Dataset records
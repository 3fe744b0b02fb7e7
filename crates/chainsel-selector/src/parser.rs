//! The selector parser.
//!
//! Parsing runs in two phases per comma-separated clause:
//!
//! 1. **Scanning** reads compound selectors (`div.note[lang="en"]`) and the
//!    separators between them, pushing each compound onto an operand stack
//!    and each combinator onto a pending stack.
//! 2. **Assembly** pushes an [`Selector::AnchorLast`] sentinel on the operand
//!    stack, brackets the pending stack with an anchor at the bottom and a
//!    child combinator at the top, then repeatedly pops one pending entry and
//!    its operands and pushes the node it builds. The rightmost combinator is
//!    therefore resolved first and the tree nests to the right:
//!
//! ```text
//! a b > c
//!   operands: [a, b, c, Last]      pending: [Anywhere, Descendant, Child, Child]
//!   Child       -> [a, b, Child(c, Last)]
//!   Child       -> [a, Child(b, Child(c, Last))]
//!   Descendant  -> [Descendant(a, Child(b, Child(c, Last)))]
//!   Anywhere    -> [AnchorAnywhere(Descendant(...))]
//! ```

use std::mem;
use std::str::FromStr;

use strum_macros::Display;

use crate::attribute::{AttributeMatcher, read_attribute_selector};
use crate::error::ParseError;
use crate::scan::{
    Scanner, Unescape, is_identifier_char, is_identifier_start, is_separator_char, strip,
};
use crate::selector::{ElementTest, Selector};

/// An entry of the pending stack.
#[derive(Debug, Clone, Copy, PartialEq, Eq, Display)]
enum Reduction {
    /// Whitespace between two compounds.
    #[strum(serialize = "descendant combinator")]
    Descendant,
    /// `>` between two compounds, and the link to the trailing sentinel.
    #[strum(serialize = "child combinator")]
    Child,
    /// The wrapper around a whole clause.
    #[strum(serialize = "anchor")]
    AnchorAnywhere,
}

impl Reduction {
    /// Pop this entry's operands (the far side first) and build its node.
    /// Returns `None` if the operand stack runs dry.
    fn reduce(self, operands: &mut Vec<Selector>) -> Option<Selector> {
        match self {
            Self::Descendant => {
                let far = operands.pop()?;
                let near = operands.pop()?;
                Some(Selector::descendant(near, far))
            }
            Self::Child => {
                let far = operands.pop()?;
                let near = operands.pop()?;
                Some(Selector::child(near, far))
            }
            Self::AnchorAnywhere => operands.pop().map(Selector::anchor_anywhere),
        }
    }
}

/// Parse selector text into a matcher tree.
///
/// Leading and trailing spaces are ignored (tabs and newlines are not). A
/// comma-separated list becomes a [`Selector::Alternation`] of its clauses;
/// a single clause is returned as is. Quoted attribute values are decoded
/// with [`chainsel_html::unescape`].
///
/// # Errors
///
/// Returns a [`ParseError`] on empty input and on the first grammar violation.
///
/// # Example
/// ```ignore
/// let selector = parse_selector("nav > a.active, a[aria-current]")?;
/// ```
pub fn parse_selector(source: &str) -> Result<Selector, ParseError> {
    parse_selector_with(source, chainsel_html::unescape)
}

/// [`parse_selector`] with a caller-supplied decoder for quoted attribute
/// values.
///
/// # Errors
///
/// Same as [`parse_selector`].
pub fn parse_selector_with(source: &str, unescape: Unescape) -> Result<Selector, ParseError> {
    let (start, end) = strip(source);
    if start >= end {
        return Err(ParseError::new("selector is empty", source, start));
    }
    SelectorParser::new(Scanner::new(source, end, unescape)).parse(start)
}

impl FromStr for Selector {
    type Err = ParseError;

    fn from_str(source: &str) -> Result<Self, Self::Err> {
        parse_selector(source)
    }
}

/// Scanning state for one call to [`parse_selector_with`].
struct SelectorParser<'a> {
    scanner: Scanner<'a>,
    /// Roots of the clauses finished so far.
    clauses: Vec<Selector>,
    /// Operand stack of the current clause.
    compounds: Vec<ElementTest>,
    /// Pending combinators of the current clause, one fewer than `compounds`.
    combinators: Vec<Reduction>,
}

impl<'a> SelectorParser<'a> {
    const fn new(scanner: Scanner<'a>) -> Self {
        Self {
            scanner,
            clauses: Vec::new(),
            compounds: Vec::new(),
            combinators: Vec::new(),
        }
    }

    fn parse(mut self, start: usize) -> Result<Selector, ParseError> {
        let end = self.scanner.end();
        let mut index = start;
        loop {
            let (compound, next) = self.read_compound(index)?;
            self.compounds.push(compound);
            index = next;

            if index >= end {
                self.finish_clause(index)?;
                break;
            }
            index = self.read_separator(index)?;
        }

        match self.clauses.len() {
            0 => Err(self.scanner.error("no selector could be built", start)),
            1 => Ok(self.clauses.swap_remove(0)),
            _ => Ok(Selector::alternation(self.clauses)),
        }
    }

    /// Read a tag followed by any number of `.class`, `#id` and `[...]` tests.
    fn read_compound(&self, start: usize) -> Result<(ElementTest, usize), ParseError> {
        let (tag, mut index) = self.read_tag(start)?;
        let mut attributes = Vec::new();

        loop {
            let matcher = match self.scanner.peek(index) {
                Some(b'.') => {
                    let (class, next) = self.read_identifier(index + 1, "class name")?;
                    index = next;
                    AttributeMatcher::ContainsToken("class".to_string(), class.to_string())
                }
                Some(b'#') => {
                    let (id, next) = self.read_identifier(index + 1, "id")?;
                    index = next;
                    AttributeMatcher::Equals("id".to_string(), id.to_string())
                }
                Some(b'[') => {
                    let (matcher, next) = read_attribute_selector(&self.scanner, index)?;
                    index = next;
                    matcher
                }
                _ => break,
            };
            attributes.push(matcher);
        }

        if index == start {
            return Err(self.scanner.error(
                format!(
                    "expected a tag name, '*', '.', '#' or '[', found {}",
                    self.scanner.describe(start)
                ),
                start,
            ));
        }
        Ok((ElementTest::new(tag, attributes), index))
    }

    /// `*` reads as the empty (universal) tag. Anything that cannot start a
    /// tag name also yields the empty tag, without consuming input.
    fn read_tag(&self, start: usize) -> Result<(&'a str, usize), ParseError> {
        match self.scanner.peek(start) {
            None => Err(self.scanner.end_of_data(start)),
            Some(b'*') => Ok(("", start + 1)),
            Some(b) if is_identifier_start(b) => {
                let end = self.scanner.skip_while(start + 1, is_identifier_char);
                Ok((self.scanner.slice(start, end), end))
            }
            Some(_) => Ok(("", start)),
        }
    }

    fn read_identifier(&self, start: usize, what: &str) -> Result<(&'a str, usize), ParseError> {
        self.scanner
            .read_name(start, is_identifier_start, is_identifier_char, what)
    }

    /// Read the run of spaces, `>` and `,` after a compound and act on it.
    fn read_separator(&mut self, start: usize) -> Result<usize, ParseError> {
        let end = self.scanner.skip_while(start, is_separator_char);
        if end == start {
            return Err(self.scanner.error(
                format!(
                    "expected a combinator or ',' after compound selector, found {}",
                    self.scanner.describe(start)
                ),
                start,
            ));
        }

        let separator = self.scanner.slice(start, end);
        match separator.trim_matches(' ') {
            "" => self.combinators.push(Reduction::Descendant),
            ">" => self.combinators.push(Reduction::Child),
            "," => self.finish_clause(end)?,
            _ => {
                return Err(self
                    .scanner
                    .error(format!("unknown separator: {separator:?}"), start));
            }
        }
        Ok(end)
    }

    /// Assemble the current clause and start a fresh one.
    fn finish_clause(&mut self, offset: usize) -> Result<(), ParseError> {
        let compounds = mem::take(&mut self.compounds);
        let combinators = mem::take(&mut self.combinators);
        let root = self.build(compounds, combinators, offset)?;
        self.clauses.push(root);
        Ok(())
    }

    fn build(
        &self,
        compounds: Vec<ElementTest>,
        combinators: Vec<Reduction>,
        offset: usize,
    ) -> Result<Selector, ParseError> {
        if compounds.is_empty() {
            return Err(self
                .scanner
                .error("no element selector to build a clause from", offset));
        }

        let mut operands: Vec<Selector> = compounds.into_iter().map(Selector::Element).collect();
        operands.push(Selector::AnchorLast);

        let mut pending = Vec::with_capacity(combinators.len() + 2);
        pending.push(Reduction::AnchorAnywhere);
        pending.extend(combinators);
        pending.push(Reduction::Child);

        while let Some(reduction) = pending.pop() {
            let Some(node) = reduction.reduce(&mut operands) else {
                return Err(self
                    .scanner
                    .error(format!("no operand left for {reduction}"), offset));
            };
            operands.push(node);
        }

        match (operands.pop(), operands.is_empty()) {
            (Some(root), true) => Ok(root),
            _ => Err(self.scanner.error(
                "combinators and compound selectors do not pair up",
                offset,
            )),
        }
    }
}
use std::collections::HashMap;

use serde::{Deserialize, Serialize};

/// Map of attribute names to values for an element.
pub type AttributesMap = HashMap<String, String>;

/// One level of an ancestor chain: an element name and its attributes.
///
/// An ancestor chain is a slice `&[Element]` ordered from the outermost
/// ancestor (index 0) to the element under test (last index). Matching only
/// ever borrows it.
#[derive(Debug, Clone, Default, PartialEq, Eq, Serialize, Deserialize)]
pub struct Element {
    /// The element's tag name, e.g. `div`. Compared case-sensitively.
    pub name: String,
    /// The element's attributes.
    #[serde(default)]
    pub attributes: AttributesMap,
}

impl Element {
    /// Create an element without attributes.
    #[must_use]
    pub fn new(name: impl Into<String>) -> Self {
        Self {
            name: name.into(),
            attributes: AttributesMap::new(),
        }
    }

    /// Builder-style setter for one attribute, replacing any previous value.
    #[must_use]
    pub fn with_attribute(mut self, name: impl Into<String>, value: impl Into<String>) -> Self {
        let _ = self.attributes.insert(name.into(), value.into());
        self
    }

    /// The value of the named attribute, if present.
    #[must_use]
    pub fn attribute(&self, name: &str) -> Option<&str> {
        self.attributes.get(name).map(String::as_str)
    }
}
...
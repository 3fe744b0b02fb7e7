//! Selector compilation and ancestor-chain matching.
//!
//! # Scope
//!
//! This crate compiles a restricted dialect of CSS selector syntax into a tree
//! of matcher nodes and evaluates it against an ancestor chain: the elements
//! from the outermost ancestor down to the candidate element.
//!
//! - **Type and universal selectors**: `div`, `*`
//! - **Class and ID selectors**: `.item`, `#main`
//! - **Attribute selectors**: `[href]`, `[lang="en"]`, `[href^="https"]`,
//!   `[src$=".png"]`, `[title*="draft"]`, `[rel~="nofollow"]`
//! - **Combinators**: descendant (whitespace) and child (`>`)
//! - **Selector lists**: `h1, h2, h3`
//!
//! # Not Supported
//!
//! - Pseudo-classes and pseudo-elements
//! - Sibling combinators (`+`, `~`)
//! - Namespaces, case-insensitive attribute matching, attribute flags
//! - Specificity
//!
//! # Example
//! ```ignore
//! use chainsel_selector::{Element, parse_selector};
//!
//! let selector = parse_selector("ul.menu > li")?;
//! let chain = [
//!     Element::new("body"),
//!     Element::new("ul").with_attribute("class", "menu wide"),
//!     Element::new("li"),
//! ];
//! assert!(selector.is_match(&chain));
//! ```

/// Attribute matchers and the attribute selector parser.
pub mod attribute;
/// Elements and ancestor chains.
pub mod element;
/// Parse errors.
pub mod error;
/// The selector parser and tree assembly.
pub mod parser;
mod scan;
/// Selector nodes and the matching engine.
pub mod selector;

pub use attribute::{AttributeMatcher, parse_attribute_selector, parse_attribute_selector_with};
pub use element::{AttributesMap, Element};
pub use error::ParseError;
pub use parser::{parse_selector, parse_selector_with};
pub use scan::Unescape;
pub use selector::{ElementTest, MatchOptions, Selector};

What needs to be done
Please find every line in the records that contains the word "found", and copy it out.

Answer section
                    "expected a tag name, '*', '.', '#' or '[', found {}",
                    "expected a combinator or ',' after compound selector, found {}",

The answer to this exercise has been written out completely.